[swift-evolution] [pitch] Adding in-place removeAll to the std lib

Ben Cohen ben_cohen at apple.com
Sat Apr 8 14:03:59 CDT 2017



Hi swift-evolution,

Another short proposal related to the Collection algorithms theme, this time for removing elements in-place from a collection.

Online copy here: https://github.com/airspeedswift/swift-evolution/blob/1aac5593828941431d1805503865e7a2913d538b/proposals/NNNN-RemoveWhere.md


Adding in-place removeAll to the Standard Library

Proposal: SE-NNNN <file:///Users/ben_cohen/Documents/swift-evolution/proposals/NNNN-filename.md>
Authors: Ben Cohen <https://github.com/airspeedswift>
Review Manager: TBD
Status: Awaiting review
Introduction

It is common to want to remove all occurrences of a certain element from a collection. This proposal is to add two in-place remove algorithms to the standard library, which will remove all entries in a collection in-place matching either an Equatable value, or match that a certain criteria.

Motivation

Removing all elements matching some criteria is a very common operation. However, it can be tricky to implement correctly and efficiently.

The easiest way to achieve this effect in Swift 3 is to use filter and assign back, negating the thing you want to remove (because filter takes a closure of items to “keep”):

var nums = [1,2,3,4,5]
// remove odd elements
nums = nums.filter { !isOdd($0) }
In addition to readability concerns, this has two performance problems: fresh memory allocation, and a copy of all the elements in full even if none need to be removed.

The alternative is to open-code a for loop. The simplest performant solution is the “shuffle-down” approach. While not especially complex, it is certainly non-trivial:

if var i = nums.index(where: isOdd) {
  var j = i + 1
  while j != nums.endIndex {
    let e = nums[j]
    if !isOdd(nums[j]) {
      nums[i] = nums[j]
      i += 1
    }
    j += 1
  }
  nums.removeSubrange(i..<nums.endIndex)
}
Possibilities for logic and performance errors abound. There are probably some in the above code.

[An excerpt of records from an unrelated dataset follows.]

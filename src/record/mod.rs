//! Typed view of one aggregator catalog record.
//!
//! The aggregator returns an arbitrarily nested JSON document. Only a handful
//! of paths are ever read by the pipeline, so [`Record`] lifts those into
//! named optional fields and keeps the rest as an opaque blob (`raw`) retained
//! solely for the audit side file. Records are immutable once fetched, with
//! one exception: a manifest URL discovered by the eligibility probe is
//! injected back into both the typed field and the raw document so downstream
//! stages and re-runs see it.

mod api;
pub mod provider;

pub use api::{AggregatorClient, AggregatorError};

use serde_json::Value;

/// One catalog record.
#[derive(Debug, Clone)]
pub struct Record {
    /// Opaque stable identifier; storage paths derive from it.
    pub id: String,
    /// Display title.
    pub title: Option<String>,
    /// Rights statement URI.
    pub rights_uri: Option<String>,
    /// Provider display name.
    pub provider_name: Option<String>,
    /// Data-provider (institution) display name.
    pub data_provider_name: Option<String>,
    /// Landing-page URL at the contributing institution.
    pub is_shown_at: Option<String>,
    /// Direct, ordered media URLs, when the record carries them.
    pub media_urls: Vec<String>,
    /// IIIF manifest URL, when declared (or discovered by the probe).
    pub manifest_url: Option<String>,
    /// Creator, for the description document.
    pub creator: Option<String>,
    /// Free-text description, for the description document.
    pub description: Option<String>,
    /// Display date, for the description document.
    pub date: Option<String>,
    /// Local identifier at the institution, for the description document.
    pub identifier: Option<String>,
    /// The full aggregator document, untouched apart from manifest injection.
    pub raw: Value,
}

impl Record {
    /// Builds a typed record from an aggregator document.
    ///
    /// Returns `None` when the document has no usable `id`.
    #[must_use]
    pub fn from_document(doc: Value) -> Option<Self> {
        let id = doc.get("id")?.as_str()?.trim().to_string();
        if id.is_empty() {
            return None;
        }

        let source_resource = doc.get("sourceResource");

        let record = Self {
            id,
            title: source_resource.and_then(|sr| first_string(sr.get("title"))),
            rights_uri: first_string(doc.get("rights")),
            provider_name: display_name(doc.get("provider")),
            data_provider_name: display_name(doc.get("dataProvider")),
            is_shown_at: first_string(doc.get("isShownAt")),
            media_urls: string_list(doc.get("mediaMaster")),
            manifest_url: first_string(doc.get("iiifManifest")),
            creator: source_resource.and_then(|sr| first_string(sr.get("creator"))),
            description: source_resource.and_then(|sr| first_string(sr.get("description"))),
            date: source_resource
                .and_then(|sr| sr.get("date"))
                .and_then(|d| first_string(d.get("displayDate")).or_else(|| first_string(Some(d)))),
            identifier: source_resource.and_then(|sr| first_string(sr.get("identifier"))),
            raw: doc,
        };
        Some(record)
    }

    /// Returns true if the record carries a non-empty direct asset list.
    #[must_use]
    pub fn has_media_urls(&self) -> bool {
        !self.media_urls.is_empty()
    }

    /// Returns true if the record declares a non-empty manifest URL.
    #[must_use]
    pub fn has_manifest(&self) -> bool {
        self.manifest_url
            .as_deref()
            .is_some_and(|url| !url.trim().is_empty())
    }

    /// Records a manifest URL discovered by the eligibility probe.
    ///
    /// The URL is written to the typed field and into the raw document so the
    /// audit side file and any re-run see the discovery.
    pub fn set_discovered_manifest(&mut self, url: impl Into<String>) {
        let url = url.into();
        if let Value::Object(map) = &mut self.raw {
            map.insert("iiifManifest".to_string(), Value::String(url.clone()));
        }
        self.manifest_url = Some(url);
    }
}

/// Reads a string out of a value that may be a string or an array of strings.
///
/// The aggregator is inconsistent about cardinality; the first element wins.
fn first_string(value: Option<&Value>) -> Option<String> {
    match value? {
        Value::String(s) if !s.trim().is_empty() => Some(s.trim().to_string()),
        Value::Array(items) => items.iter().find_map(|item| first_string(Some(item))),
        _ => None,
    }
}

/// Reads a display name from a value that may be a string or `{"name": ...}`.
fn display_name(value: Option<&Value>) -> Option<String> {
    let value = value?;
    if let Some(name) = value.get("name") {
        return first_string(Some(name));
    }
    first_string(Some(value))
}

/// Reads an ordered list of strings, dropping empty entries.
fn string_list(value: Option<&Value>) -> Vec<String> {
    match value {
        Some(Value::Array(items)) => items
            .iter()
            .filter_map(|item| item.as_str())
            .map(str::trim)
            .filter(|s| !s.is_empty())
            .map(ToString::to_string)
            .collect(),
        Some(Value::String(s)) if !s.trim().is_empty() => vec![s.trim().to_string()],
        _ => Vec::new(),
    }
}

#[cfg(test)]
#[allow(clippy::unwrap_used)]
mod tests {
    use super::*;
    use serde_json::json;

    fn sample_document() -> Value {
        json!({
            "id": "4f302d0cc3a7bc0ecf0b5325b0f295e7",
            "rights": "http://rightsstatements.org/vocab/NoC-US/1.0/",
            "provider": {"name": "National Archives"},
            "dataProvider": "Records Administration",
            "isShownAt": "https://catalog.example.org/id/123",
            "mediaMaster": ["https://media.example.org/1.jpg", "https://media.example.org/2.jpg"],
            "sourceResource": {
                "title": ["Letter to the Governor", "alternate"],
                "creator": "Smith, Jane",
                "description": "A letter.",
                "date": {"displayDate": "1901"},
                "identifier": "mss-001"
            }
        })
    }

    #[test]
    fn test_from_document_lifts_typed_fields() {
        let record = Record::from_document(sample_document()).unwrap();
        assert_eq!(record.id, "4f302d0cc3a7bc0ecf0b5325b0f295e7");
        assert_eq!(record.title.as_deref(), Some("Letter to the Governor"));
        assert_eq!(
            record.rights_uri.as_deref(),
            Some("http://rightsstatements.org/vocab/NoC-US/1.0/")
        );
        assert_eq!(record.provider_name.as_deref(), Some("National Archives"));
        assert_eq!(
            record.data_provider_name.as_deref(),
            Some("Records Administration")
        );
        assert_eq!(record.media_urls.len(), 2);
        assert!(record.manifest_url.is_none());
        assert_eq!(record.creator.as_deref(), Some("Smith, Jane"));
        assert_eq!(record.date.as_deref(), Some("1901"));
    }

    #[test]
    fn test_from_document_without_id_is_none() {
        assert!(Record::from_document(json!({"title": "no id"})).is_none());
        assert!(Record::from_document(json!({"id": ""})).is_none());
    }

    #[test]
    fn test_rights_as_array_takes_first() {
        let mut doc = sample_document();
        doc["rights"] = json!(["http://creativecommons.org/publicdomain/zero/1.0/", "other"]);
        let record = Record::from_document(doc).unwrap();
        assert_eq!(
            record.rights_uri.as_deref(),
            Some("http://creativecommons.org/publicdomain/zero/1.0/")
        );
    }

    #[test]
    fn test_set_discovered_manifest_updates_raw_document() {
        let mut record = Record::from_document(sample_document()).unwrap();
        assert!(!record.has_manifest());

        record.set_discovered_manifest("https://iiif.example.org/manifest.json");

        assert!(record.has_manifest());
        assert_eq!(
            record.raw["iiifManifest"],
            json!("https://iiif.example.org/manifest.json")
        );
    }

    #[test]
    fn test_media_urls_drop_blank_entries() {
        let mut doc = sample_document();
        doc["mediaMaster"] = json!(["  ", "https://media.example.org/1.jpg", ""]);
        let record = Record::from_document(doc).unwrap();
        assert_eq!(record.media_urls, vec!["https://media.example.org/1.jpg"]);
    }
}
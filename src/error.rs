//! Error types for the node provisioner.

use crate::node::NodeRole;

/// Result type alias for provisioning operations.
pub type Result<T> = std::result::Result<T, Error>;

/// Errors that can occur while provisioning cluster nodes.
#[derive(Debug, thiserror::Error)]
pub enum Error {
    /// No container runtime is reachable.
    #[error("no container runtime available: {0}")]
    RuntimeUnavailable(String),

    /// The runtime rejected or failed to start the requested container.
    ///
    /// Returned by [`ContainerRuntime`](crate::runtime::ContainerRuntime)
    /// implementations when the image cannot be run or a declared resource
    /// is invalid.
    #[error("container run failed for '{name}': {reason}")]
    RunFailed {
        /// Name of the container that failed to run.
        name: String,
        /// Reason reported by the runtime.
        reason: String,
    },

    /// A node container could not be started.
    ///
    /// Wraps the runtime's failure with the node's name and role. Nothing is
    /// retried and no partial handle is returned; cleanup of a partially
    /// started container belongs to the runtime.
    #[error("failed to create node '{name}' ({role}): {reason}")]
    NodeCreateFailed {
        /// Name of the node that failed to start.
        name: String,
        /// Role the node was being provisioned with.
        role: NodeRole,
        /// Underlying runtime failure.
        reason: String,
    },

    /// A creation request violated a data-model invariant.
    #[error("invalid node spec: {0}")]
    InvalidNodeSpec(String),
}
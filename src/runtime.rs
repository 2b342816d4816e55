//! Container runtime abstraction.
//!
//! The provisioner talks to the container runtime through the narrow
//! [`ContainerRuntime`] trait: one operation that starts a container from a
//! fully assembled [`RunRequest`]. Alternate isolation backends substitute at
//! this seam without touching the provisioning logic.
//!
//! [`RuntimeRegistry`] resolves which runtime a provisioning call uses: the
//! first registered runtime that reports itself available.

use crate::error::{Error, Result};
use crate::node::{IpFamily, NodeMode};
use async_trait::async_trait;
use serde::{Deserialize, Serialize};
use std::collections::HashMap;
use std::sync::Arc;

// =============================================================================
// Runtime Representations
// =============================================================================

/// A bind mount in the runtime's representation.
#[derive(Debug, Clone, PartialEq, Eq, Serialize, Deserialize)]
#[serde(rename_all = "camelCase")]
pub struct Mount {
    /// Source path on the host.
    pub source: String,
    /// Target path inside the container.
    pub target: String,
    /// Mount read-only.
    pub read_only: bool,
}

/// A port forwarding entry in the runtime's representation.
#[derive(Debug, Clone, PartialEq, Eq, Serialize, Deserialize)]
#[serde(rename_all = "camelCase")]
pub struct PortMapping {
    /// Port inside the container.
    pub container_port: u16,
    /// Port on the host (0 = runtime-assigned).
    pub host_port: u16,
    /// Host address to listen on; absent means all addresses.
    #[serde(default, skip_serializing_if = "Option::is_none")]
    pub listen_address: Option<String>,
    /// Lowercase protocol string: `"tcp"`, `"udp"`, or `"sctp"`.
    pub protocol: String,
}

/// Fully assembled container run invocation.
///
/// Built once per provisioning call and handed to the runtime unchanged;
/// nothing mutates it after assembly.
#[derive(Debug, Clone, PartialEq, Eq, Serialize, Deserialize)]
#[serde(rename_all = "camelCase")]
pub struct RunRequest {
    /// Container name; the container's hostname matches it.
    pub name: String,
    /// Image to run.
    pub image: String,
    /// Labels attached to the container.
    pub labels: HashMap<String, String>,
    /// Entrypoint override; `None` keeps the image entrypoint.
    #[serde(default, skip_serializing_if = "Option::is_none")]
    pub entrypoint: Option<Vec<String>>,
    /// Volume declarations, target path to source. An empty source asks the
    /// runtime for a runtime-managed volume.
    pub volumes: HashMap<String, String>,
    /// Bind mounts.
    pub mounts: Vec<Mount>,
    /// Host-to-container port forwardings.
    pub port_mappings: Vec<PortMapping>,
    /// Named network to attach to.
    pub network: String,
    /// Tmpfs declarations, target path to mount options.
    pub tmpfs: HashMap<String, String>,
    /// Environment variables to inject.
    pub env: HashMap<String, String>,
    /// IP family for the container network.
    pub ip_family: IpFamily,
    /// Whether the container takes part in the managed-node protocol.
    pub mode: NodeMode,
}

// =============================================================================
// Container Runtime Trait
// =============================================================================

/// Container runtime interface.
///
/// Implementations must support named networks, volume declarations with an
/// empty source (runtime-managed), tmpfs mounts, bind mounts with a read-only
/// flag, host-to-container port forwarding with optional listen address and
/// protocol, label attachment, entrypoint override, and environment variable
/// injection.
#[async_trait]
pub trait ContainerRuntime: Send + Sync {
    /// Returns the runtime name.
    fn name(&self) -> &str;

    /// Checks if this runtime is reachable on the current host.
    fn is_available(&self) -> bool;

    /// Returns the reason why this runtime is unavailable (if any).
    fn unavailable_reason(&self) -> Option<String> {
        None
    }

    /// Starts a container matching the run request.
    ///
    /// # Errors
    ///
    /// [`Error::RunFailed`] if the image cannot be run or any declared
    /// resource is invalid. Cleanup of a partially started container is the
    /// runtime's concern; the caller sees only the error.
    async fn run_container(&self, request: &RunRequest) -> Result<()>;
}

impl std::fmt::Debug for dyn ContainerRuntime {
    fn fmt(&self, f: &mut std::fmt::Formatter<'_>) -> std::fmt::Result {
        f.debug_struct("ContainerRuntime")
            .field("name", &self.name())
            .finish()
    }
}

// =============================================================================
// Runtime Registry
// =============================================================================

/// Registry of container runtimes.
///
/// Resolution order is registration order: [`RuntimeRegistry::active`]
/// returns the first runtime that reports itself available.
pub struct RuntimeRegistry {
    runtimes: Vec<Arc<dyn ContainerRuntime>>,
}

impl RuntimeRegistry {
    /// Creates an empty registry.
    #[must_use]
    pub fn new() -> Self {
        Self {
            runtimes: Vec::new(),
        }
    }

    /// Registers a container runtime.
    pub fn register(&mut self, runtime: Arc<dyn ContainerRuntime>) {
        self.runtimes.push(runtime);
    }

    /// Returns all registered runtimes.
    #[must_use]
    pub fn all(&self) -> &[Arc<dyn ContainerRuntime>] {
        &self.runtimes
    }

    /// Returns all runtimes passing their availability check.
    #[must_use]
    pub fn available(&self) -> Vec<&dyn ContainerRuntime> {
        self.runtimes
            .iter()
            .filter(|r| r.is_available())
            .map(|r| r.as_ref())
            .collect()
    }

    /// Gets a runtime by name.
    #[must_use]
    pub fn get(&self, name: &str) -> Option<Arc<dyn ContainerRuntime>> {
        self.runtimes.iter().find(|r| r.name() == name).cloned()
    }

    /// Resolves the active runtime: the first registered runtime that is
    /// available.
    ///
    /// # Errors
    ///
    /// [`Error::RuntimeUnavailable`] if nothing is registered or every
    /// registered runtime is unavailable; the message carries each runtime's
    /// reported reason.
    pub fn active(&self) -> Result<Arc<dyn ContainerRuntime>> {
        if self.runtimes.is_empty() {
            return Err(Error::RuntimeUnavailable(
                "no runtime registered".to_string(),
            ));
        }
        self.runtimes
            .iter()
            .find(|r| r.is_available())
            .cloned()
            .ok_or_else(|| {
                let reasons: Vec<String> = self
                    .runtimes
                    .iter()
                    .map(|r| {
                        format!(
                            "{}: {}",
                            r.name(),
                            r.unavailable_reason()
                                .unwrap_or_else(|| "unavailable".to_string())
                        )
                    })
                    .collect();
                Error::RuntimeUnavailable(reasons.join("; "))
            })
    }
}

impl Default for RuntimeRegistry {
    fn default() -> Self {
        Self::new()
    }
}
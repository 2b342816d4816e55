//! Node provisioning: translating node creation requests into container runs.
//!
//! [`NodeProvisioner`] assembles a complete [`RunRequest`] from a creation
//! request plus the role's options, delegates to the container runtime, and
//! wraps the result in a [`Node`] handle. Every call is synchronous and
//! self-contained: no cross-call state, no retry, no timeout policy.

use crate::constants::{
    CLUSTER_LABEL_KEY, DEFAULT_NETWORK, MODULES_PATH, NODE_ROLE_LABEL_KEY, NODE_STORAGE_PATH,
    RUN_TMPFS_PATH, TMP_TMPFS_PATH, validate_node_name,
};
use crate::error::{Error, Result};
use crate::node::{ImageMapping, IpFamily, Mount, Node, PortMapping, Protocol};
use crate::roles::{ApiServerAddress, RoleSpec};
use crate::runtime::{self, ContainerRuntime, RunRequest, RuntimeRegistry};
use std::collections::HashMap;
use std::sync::Arc;
use tracing::{debug, info};

// =============================================================================
// Builders
// =============================================================================

/// Resolves a protocol tag to the runtime's lowercase string.
///
/// Absent tags and anything not explicitly UDP or SCTP resolve to `"tcp"`.
/// Permissive by contract, not a validation step: callers relying on strict
/// protocol checking must pre-check.
#[must_use]
pub const fn runtime_protocol(protocol: Option<Protocol>) -> &'static str {
    match protocol {
        Some(Protocol::Udp) => "udp",
        Some(Protocol::Sctp) => "sctp",
        _ => "tcp",
    }
}

/// Expands user mount bindings into the runtime representation.
///
/// User mounts keep their order; the kernel modules mount is appended last,
/// read-only, regardless of input. No deduplication happens here: duplicate
/// bindings pass through unchanged and the runtime's own semantics govern
/// collisions.
#[must_use]
pub fn build_mounts(mounts: &[Mount]) -> Vec<runtime::Mount> {
    let mut result: Vec<runtime::Mount> = mounts
        .iter()
        .map(|mount| runtime::Mount {
            source: mount.host_path.clone(),
            target: mount.container_path.clone(),
            read_only: mount.read_only,
        })
        .collect();
    // Node components want to read kernel module metadata.
    result.push(runtime::Mount {
        source: MODULES_PATH.to_string(),
        target: MODULES_PATH.to_string(),
        read_only: true,
    });
    result
}

/// Expands user port mappings into the runtime representation.
///
/// Output has the same length and order as the input; each entry's protocol
/// is resolved via [`runtime_protocol`]. Role-specific entries are added
/// upstream by the role options, never here.
#[must_use]
pub fn build_port_mappings(mappings: &[PortMapping]) -> Vec<runtime::PortMapping> {
    mappings
        .iter()
        .map(|mapping| runtime::PortMapping {
            container_port: mapping.container_port,
            host_port: mapping.host_port,
            listen_address: mapping.listen_address.clone(),
            protocol: runtime_protocol(mapping.protocol).to_string(),
        })
        .collect()
}

// =============================================================================
// Node Provisioner
// =============================================================================

/// Common caller-supplied options for a node container.
#[derive(Debug, Clone, Default)]
pub struct NodeOptions {
    /// Host paths bound into the node.
    pub mounts: Vec<Mount>,
    /// Host ports forwarded into the node.
    pub port_mappings: Vec<PortMapping>,
    /// Extra labels for the node container.
    pub labels: HashMap<String, String>,
    /// IP family for the node's network.
    pub ip_family: IpFamily,
}

/// Options for one node creation, assembled per call and consumed whole.
struct NodeCreateOpts {
    name: String,
    cluster_name: String,
    role: RoleSpec,
    mounts: Vec<Mount>,
    port_mappings: Vec<PortMapping>,
    labels: HashMap<String, String>,
    ip_family: IpFamily,
    image: ImageMapping,
}

/// Provisions cluster nodes as containers.
///
/// Holds nothing but the runtime handle; concurrent creation calls are
/// independent of one another except where they compete for the runtime's
/// own limits and for host-level port allocation.
pub struct NodeProvisioner {
    runtime: Arc<dyn ContainerRuntime>,
}

impl NodeProvisioner {
    /// Creates a provisioner backed by the given container runtime.
    #[must_use]
    pub fn new(runtime: Arc<dyn ContainerRuntime>) -> Self {
        Self { runtime }
    }

    /// Creates a provisioner backed by the registry's active runtime.
    ///
    /// # Errors
    ///
    /// [`Error::RuntimeUnavailable`] if no registered runtime is reachable.
    pub fn from_registry(registry: &RuntimeRegistry) -> Result<Self> {
        Ok(Self::new(registry.active()?))
    }

    /// Creates a control-plane node container.
    ///
    /// The API server is published at `listen_address:port` in addition to
    /// any caller-supplied port mappings. If `port` is 0 the runtime picks a
    /// host port, and the choice is not stable across container restarts;
    /// connections to the control plane may take time to recover when the
    /// underlying container restarts.
    ///
    /// # Errors
    ///
    /// [`Error::InvalidNodeSpec`] on invariant violations,
    /// [`Error::NodeCreateFailed`] when the runtime fails to start the node.
    pub async fn create_control_plane_node(
        &self,
        name: &str,
        cluster_name: &str,
        listen_address: &str,
        port: u16,
        options: NodeOptions,
        image: ImageMapping,
    ) -> Result<Node> {
        self.create_node(NodeCreateOpts {
            name: name.to_string(),
            cluster_name: cluster_name.to_string(),
            role: RoleSpec::ControlPlane {
                api_server: ApiServerAddress::new(listen_address, port),
            },
            mounts: options.mounts,
            port_mappings: options.port_mappings,
            labels: options.labels,
            ip_family: options.ip_family,
            image,
        })
        .await
    }

    /// Creates a worker node container.
    ///
    /// # Errors
    ///
    /// [`Error::InvalidNodeSpec`] on invariant violations,
    /// [`Error::NodeCreateFailed`] when the runtime fails to start the node.
    pub async fn create_worker_node(
        &self,
        name: &str,
        cluster_name: &str,
        options: NodeOptions,
        image: ImageMapping,
    ) -> Result<Node> {
        self.create_node(NodeCreateOpts {
            name: name.to_string(),
            cluster_name: cluster_name.to_string(),
            role: RoleSpec::Worker,
            mounts: options.mounts,
            port_mappings: options.port_mappings,
            labels: options.labels,
            ip_family: options.ip_family,
            image,
        })
        .await
    }

    /// Creates the external load balancer container for a cluster.
    ///
    /// The image runs unmanaged: the load balancer does not take part in the
    /// managed-node protocol the other roles do, and no caller mounts, port
    /// mappings, or labels apply. It forwards exactly the API port at
    /// `listen_address:port` and its statistics port at a runtime-assigned
    /// host port. If `port` is 0 the assigned port is not stable across
    /// container restarts, which can break addresses recorded against the
    /// balanced endpoint.
    ///
    /// # Errors
    ///
    /// [`Error::InvalidNodeSpec`] on invariant violations,
    /// [`Error::NodeCreateFailed`] when the runtime fails to start the node.
    pub async fn create_external_load_balancer_node(
        &self,
        name: &str,
        image: &str,
        cluster_name: &str,
        listen_address: &str,
        port: u16,
        ip_family: IpFamily,
    ) -> Result<Node> {
        self.create_node(NodeCreateOpts {
            name: name.to_string(),
            cluster_name: cluster_name.to_string(),
            role: RoleSpec::ExternalLoadBalancer {
                api_server: ApiServerAddress::new(listen_address, port),
            },
            mounts: Vec::new(),
            port_mappings: Vec::new(),
            labels: HashMap::new(),
            ip_family,
            image: ImageMapping::unmanaged(image),
        })
        .await
    }

    async fn create_node(&self, opts: NodeCreateOpts) -> Result<Node> {
        validate_opts(&opts)?;

        let role = opts.role.role();

        // Mandatory labels go in after caller labels so they win collisions.
        let mut labels = opts.labels;
        labels.insert(CLUSTER_LABEL_KEY.to_string(), opts.cluster_name.clone());
        labels.insert(NODE_ROLE_LABEL_KEY.to_string(), role.as_str().to_string());

        let role_options = opts.role.options(opts.port_mappings);

        let request = RunRequest {
            // Hostname matches container name.
            name: opts.name.clone(),
            image: opts.image.image.clone(),
            labels,
            entrypoint: role_options.entrypoint,
            // Persistent node state lives on a dedicated volume, not on the
            // container's own filesystem.
            volumes: HashMap::from([(NODE_STORAGE_PATH.to_string(), String::new())]),
            mounts: build_mounts(&opts.mounts),
            port_mappings: build_port_mappings(&role_options.port_mappings),
            network: DEFAULT_NETWORK.to_string(),
            tmpfs: HashMap::from([
                (TMP_TMPFS_PATH.to_string(), String::new()),
                (RUN_TMPFS_PATH.to_string(), String::new()),
            ]),
            env: role_options.env,
            ip_family: opts.ip_family,
            mode: opts.image.mode,
        };

        debug!(node = %opts.name, role = %role, ?request, "assembled container run request");

        self.runtime
            .run_container(&request)
            .await
            .map_err(|err| Error::NodeCreateFailed {
                name: opts.name.clone(),
                role,
                reason: err.to_string(),
            })?;

        info!(node = %opts.name, role = %role, image = %opts.image.image, "node container started");

        Ok(Node::new(opts.name, opts.image.image, role))
    }
}

fn validate_opts(opts: &NodeCreateOpts) -> Result<()> {
    validate_node_name(&opts.name)
        .map_err(|reason| Error::InvalidNodeSpec(format!("node name: {reason}")))?;
    validate_node_name(&opts.cluster_name)
        .map_err(|reason| Error::InvalidNodeSpec(format!("cluster name: {reason}")))?;
    if opts.image.image.is_empty() {
        return Err(Error::InvalidNodeSpec("image cannot be empty".to_string()));
    }
    for mount in &opts.mounts {
        if mount.host_path.is_empty() || mount.container_path.is_empty() {
            return Err(Error::InvalidNodeSpec(
                "mount paths cannot be empty".to_string(),
            ));
        }
    }
    for mapping in &opts.port_mappings {
        if mapping.container_port == 0 {
            return Err(Error::InvalidNodeSpec(
                "container port cannot be 0".to_string(),
            ));
        }
    }
    Ok(())
}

Additionally, this approach does not work for range-replaceable collections that are not mutable i.e. collections that can replace subranges, but can’t guarantee replacing a single element in constant time. String is the most important example of this, because its elements (graphemes) are variable width.

Proposed solution

Add the following methods to RangeReplaceableCollection:

nums.removeAll(equalTo: 9)
nums.removeAll(where: isOdd)
The default implementation will use the protocol’s init() and append(_:) operations to implement a copy-based version. Collections which also conform to MutableCollection will get the more efficient “shuffle-down” implementation, but still require RangeReplaceableCollection as well because of the need to trim at the end.

Collections which are range replaceable but not mutable (like String) will be able to implement their own version which makes use of their internal layout. Collections like Array may also implement more efficient versions using memory copying operations.

Since Dictionary and Set would benefit from this functionality as well, but are not range-replaceable, they should be given concrete implementations for consistency.

Detailed design

Add the following to RangeReplaceableCollection:

protocol RangeReplaceableCollection {
  /// Removes every element satisfying the given predicate from the collection.
  mutating func removeAll(where: (Iterator.Element) throws -> Bool) rethrows
}

extension RangeReplaceableCollection where Iterator.Element: Equatable {
  /// Removes every element equal to the given element from the collection.
  mutating func removeAll(equalTo element: Iterator.Element)
}
Source compatibility

This change is purely additive so has no source compatibility consequences.

Effect on ABI stability

This change is purely additive so has no ABI stability consequences.

Effect on API resilience

This change is purely additive so has no API resilience consequences.

Alternatives considered

Regarding the name: remove instead of removeAll was considered. removeAll(equalTo: 5) seems clearer when seen alongside similar methods removeFirst(5) and remove(at: 5). In the case of remove(where:), the All in the basename is preserved for trailing closures.

removeAll(where:) takes a closure with true for elements to remove. filter takes a closure with elements to keep. In both cases, true is the “active” case, so likely to be what the user wants without having to apply a negation. The naming of filter is unfortunately ambiguous as to whether it’s a removing or keeping operation, but re-considering that is outside the scope of this proposal.